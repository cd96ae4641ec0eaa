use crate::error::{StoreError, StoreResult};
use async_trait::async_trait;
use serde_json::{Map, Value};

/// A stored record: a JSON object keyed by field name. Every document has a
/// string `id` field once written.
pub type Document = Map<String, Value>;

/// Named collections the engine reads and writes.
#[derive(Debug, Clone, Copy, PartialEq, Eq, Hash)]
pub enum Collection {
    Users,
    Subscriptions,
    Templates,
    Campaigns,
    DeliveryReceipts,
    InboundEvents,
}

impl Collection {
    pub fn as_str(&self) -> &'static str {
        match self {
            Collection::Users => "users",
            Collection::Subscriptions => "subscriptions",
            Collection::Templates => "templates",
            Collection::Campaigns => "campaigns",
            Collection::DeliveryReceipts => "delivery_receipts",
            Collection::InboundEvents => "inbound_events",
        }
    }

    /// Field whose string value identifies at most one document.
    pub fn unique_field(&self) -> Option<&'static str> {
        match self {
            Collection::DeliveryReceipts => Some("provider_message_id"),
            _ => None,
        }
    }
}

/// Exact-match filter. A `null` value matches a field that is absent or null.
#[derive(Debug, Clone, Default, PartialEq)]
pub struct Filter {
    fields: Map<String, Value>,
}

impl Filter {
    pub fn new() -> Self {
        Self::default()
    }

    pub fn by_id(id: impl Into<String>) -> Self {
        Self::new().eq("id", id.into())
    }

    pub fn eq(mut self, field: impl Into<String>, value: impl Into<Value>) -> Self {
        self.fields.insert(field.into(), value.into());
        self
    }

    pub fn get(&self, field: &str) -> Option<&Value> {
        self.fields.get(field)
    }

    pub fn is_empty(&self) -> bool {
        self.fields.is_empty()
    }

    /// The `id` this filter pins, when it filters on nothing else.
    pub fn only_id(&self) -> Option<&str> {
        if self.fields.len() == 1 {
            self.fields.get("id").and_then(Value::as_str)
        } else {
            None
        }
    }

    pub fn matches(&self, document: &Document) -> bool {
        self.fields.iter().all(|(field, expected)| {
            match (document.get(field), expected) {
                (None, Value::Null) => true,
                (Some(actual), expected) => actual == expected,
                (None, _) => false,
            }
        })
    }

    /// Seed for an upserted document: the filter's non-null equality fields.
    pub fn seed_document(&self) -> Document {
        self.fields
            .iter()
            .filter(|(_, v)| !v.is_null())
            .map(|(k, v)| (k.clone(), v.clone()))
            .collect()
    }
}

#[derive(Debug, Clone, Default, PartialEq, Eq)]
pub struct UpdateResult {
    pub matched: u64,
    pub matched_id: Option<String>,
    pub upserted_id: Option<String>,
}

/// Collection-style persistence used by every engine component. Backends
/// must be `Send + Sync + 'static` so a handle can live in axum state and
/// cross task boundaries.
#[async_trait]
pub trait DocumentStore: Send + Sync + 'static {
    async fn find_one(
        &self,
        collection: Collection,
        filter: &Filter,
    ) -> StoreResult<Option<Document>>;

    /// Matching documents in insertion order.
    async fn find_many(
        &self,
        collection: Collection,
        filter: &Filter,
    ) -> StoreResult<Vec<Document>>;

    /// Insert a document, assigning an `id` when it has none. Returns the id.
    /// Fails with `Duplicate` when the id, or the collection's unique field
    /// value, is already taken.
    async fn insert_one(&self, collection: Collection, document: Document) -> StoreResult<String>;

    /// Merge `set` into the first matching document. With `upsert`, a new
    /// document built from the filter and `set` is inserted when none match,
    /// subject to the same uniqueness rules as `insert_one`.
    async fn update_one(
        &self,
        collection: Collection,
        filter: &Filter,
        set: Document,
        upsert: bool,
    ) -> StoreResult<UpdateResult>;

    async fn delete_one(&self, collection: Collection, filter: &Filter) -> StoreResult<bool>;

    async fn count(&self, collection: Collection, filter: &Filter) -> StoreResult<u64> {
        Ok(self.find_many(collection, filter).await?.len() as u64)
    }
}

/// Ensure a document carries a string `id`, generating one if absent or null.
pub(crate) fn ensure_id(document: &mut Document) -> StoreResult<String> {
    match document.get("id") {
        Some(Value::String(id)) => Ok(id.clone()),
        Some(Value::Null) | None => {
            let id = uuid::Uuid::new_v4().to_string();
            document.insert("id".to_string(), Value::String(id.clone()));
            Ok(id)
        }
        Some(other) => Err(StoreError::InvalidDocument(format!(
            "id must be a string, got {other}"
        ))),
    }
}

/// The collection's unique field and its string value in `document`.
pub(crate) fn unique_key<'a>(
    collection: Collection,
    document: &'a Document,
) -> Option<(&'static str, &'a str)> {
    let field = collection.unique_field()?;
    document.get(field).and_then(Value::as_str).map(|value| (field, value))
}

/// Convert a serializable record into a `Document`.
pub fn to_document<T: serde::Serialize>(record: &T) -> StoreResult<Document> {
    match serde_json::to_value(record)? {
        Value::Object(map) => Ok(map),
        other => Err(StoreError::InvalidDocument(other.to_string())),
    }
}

* * * * *

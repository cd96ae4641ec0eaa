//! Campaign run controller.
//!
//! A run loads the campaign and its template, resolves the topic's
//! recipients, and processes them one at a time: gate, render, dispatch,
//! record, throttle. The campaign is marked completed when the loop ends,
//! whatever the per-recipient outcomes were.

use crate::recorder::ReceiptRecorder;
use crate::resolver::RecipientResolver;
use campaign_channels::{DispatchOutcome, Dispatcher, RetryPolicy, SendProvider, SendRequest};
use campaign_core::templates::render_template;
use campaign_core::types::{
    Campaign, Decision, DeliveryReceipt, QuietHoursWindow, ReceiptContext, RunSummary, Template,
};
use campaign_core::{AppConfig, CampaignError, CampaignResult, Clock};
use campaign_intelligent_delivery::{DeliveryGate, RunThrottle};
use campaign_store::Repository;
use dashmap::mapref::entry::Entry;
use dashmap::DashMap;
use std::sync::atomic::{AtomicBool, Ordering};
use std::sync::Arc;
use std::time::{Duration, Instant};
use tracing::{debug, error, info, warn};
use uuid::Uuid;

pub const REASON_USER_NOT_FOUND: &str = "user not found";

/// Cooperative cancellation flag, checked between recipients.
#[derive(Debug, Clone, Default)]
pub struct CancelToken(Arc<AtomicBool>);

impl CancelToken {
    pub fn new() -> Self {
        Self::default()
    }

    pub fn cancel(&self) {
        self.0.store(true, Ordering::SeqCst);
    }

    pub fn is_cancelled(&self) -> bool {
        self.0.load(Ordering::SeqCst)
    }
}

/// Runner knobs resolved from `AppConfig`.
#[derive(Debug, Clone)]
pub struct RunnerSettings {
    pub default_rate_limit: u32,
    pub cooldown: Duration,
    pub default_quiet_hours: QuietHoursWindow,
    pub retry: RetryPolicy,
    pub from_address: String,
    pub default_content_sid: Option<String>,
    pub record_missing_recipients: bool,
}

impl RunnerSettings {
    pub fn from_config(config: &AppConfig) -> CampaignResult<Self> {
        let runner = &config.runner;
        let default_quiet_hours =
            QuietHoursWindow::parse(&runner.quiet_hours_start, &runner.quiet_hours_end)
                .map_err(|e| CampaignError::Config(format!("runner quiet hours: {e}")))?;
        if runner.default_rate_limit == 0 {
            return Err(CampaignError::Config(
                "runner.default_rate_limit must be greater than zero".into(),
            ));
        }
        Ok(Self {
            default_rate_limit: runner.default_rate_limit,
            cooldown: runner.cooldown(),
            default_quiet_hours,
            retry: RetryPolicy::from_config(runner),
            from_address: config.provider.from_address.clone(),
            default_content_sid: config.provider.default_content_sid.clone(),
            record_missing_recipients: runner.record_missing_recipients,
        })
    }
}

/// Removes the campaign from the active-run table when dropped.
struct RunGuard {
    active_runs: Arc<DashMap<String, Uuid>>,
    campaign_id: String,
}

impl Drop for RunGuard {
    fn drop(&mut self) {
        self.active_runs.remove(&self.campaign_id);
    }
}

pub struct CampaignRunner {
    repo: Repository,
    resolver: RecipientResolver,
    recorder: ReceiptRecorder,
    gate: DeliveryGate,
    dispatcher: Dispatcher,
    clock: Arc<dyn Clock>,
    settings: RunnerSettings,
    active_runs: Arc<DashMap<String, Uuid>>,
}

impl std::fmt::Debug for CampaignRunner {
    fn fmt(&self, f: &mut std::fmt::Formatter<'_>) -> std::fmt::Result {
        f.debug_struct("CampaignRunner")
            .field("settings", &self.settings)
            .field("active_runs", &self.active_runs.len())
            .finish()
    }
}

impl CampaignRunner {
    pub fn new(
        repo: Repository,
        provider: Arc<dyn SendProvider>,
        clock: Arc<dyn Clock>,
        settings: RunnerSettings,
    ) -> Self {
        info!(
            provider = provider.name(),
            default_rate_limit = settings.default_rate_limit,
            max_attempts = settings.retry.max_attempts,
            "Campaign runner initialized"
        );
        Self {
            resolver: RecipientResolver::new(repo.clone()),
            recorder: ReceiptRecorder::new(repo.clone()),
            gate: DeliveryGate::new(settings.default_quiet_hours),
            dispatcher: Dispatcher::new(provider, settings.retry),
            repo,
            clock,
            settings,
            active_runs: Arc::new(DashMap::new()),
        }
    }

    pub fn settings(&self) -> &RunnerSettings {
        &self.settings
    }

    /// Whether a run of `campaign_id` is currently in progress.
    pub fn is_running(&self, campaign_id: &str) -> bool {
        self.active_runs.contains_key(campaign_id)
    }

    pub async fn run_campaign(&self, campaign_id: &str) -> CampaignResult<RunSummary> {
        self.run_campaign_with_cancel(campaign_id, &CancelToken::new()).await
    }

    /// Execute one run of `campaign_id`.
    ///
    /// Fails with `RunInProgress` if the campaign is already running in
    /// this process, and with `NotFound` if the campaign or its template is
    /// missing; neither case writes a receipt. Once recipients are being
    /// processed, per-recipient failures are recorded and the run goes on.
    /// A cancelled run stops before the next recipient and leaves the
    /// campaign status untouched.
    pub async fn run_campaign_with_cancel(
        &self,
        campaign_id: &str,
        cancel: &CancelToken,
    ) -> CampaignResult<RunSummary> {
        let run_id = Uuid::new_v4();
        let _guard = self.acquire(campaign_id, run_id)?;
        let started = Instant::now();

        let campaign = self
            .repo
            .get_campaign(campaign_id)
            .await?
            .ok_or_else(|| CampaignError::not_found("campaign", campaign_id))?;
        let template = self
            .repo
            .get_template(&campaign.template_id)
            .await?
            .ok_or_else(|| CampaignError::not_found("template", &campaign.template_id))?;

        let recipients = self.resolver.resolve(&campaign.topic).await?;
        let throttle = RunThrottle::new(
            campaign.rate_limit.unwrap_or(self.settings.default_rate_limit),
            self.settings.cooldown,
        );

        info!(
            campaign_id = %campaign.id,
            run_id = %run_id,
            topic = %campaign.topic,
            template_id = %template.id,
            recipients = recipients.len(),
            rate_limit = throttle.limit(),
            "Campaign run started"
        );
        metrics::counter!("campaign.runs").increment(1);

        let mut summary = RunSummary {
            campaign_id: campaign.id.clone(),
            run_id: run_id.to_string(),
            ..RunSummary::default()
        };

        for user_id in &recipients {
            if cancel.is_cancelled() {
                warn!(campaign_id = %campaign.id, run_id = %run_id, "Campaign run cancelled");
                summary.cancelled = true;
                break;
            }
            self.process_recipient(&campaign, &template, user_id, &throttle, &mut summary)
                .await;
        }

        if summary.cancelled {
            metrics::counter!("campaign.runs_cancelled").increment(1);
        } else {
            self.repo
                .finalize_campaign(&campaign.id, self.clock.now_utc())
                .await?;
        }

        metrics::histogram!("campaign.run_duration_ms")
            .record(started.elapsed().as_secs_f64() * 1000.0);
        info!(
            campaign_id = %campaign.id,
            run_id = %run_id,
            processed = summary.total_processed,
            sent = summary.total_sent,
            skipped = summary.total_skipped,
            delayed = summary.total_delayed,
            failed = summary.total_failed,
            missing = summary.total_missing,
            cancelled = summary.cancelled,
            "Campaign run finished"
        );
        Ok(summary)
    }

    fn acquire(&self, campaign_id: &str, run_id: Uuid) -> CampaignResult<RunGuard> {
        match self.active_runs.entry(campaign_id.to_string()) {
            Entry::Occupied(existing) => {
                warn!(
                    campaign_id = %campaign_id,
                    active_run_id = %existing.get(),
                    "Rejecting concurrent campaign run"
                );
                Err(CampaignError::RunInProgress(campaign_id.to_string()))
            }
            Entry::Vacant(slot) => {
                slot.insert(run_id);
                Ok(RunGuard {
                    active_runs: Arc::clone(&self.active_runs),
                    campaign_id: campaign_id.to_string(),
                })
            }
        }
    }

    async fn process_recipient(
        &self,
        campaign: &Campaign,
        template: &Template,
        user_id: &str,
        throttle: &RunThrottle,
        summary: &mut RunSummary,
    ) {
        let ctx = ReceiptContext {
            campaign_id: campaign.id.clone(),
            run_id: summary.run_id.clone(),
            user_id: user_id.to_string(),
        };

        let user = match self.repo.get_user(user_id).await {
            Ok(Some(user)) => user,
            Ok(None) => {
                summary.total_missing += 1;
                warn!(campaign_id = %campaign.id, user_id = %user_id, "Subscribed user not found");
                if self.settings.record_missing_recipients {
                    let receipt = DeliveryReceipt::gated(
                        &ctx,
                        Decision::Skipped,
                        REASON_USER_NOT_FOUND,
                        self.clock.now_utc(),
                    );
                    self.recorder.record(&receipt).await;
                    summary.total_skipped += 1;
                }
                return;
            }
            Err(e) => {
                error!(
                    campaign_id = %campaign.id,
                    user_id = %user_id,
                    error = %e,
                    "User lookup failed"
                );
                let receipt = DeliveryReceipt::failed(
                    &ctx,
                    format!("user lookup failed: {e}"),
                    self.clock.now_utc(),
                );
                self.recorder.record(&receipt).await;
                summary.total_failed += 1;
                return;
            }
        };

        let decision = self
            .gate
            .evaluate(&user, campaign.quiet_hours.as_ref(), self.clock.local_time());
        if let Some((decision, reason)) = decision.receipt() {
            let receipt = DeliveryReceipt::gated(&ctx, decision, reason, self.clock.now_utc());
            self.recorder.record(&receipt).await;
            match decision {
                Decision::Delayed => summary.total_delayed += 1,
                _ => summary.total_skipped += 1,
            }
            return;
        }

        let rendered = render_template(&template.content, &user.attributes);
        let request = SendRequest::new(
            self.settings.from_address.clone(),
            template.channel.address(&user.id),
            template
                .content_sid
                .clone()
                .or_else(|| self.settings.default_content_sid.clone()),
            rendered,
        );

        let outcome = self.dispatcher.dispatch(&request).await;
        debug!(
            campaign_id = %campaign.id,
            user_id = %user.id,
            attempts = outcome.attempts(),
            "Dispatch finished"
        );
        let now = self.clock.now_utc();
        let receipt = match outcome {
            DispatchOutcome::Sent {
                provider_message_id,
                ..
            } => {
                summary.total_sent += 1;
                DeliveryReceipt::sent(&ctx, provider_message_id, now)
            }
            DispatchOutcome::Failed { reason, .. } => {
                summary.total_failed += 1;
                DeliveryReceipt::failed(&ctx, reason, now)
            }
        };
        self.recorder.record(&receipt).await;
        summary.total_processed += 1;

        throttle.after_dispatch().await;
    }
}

* * * * *

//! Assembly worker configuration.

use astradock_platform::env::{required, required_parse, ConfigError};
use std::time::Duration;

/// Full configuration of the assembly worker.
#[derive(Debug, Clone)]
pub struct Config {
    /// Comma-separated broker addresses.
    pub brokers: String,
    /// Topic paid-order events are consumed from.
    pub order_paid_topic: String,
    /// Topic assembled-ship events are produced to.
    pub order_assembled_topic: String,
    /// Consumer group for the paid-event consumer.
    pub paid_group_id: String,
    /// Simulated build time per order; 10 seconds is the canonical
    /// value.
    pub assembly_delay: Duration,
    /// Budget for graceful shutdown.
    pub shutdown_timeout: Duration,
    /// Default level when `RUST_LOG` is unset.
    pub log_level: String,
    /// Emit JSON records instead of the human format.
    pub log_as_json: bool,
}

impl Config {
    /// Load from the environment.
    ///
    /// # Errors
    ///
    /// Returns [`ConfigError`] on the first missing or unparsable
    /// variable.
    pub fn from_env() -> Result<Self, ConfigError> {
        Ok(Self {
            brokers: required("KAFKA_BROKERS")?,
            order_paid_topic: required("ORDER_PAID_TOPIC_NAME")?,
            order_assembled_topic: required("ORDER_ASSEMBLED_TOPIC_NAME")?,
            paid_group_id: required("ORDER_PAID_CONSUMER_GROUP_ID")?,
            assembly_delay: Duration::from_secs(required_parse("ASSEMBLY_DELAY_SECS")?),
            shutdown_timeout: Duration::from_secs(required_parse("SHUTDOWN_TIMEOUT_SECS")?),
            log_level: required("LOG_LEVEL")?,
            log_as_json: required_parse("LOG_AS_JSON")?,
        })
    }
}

* * * * *

● **Your assignment**
Look through the listing above and copy each line where the string "must" occurs.

● **Answer**
/// must be `Send + Sync + 'static` so a handle can live in axum state and
            "id must be a string, got {other}"
                "runner.default_rate_limit must be greater than zero".into(),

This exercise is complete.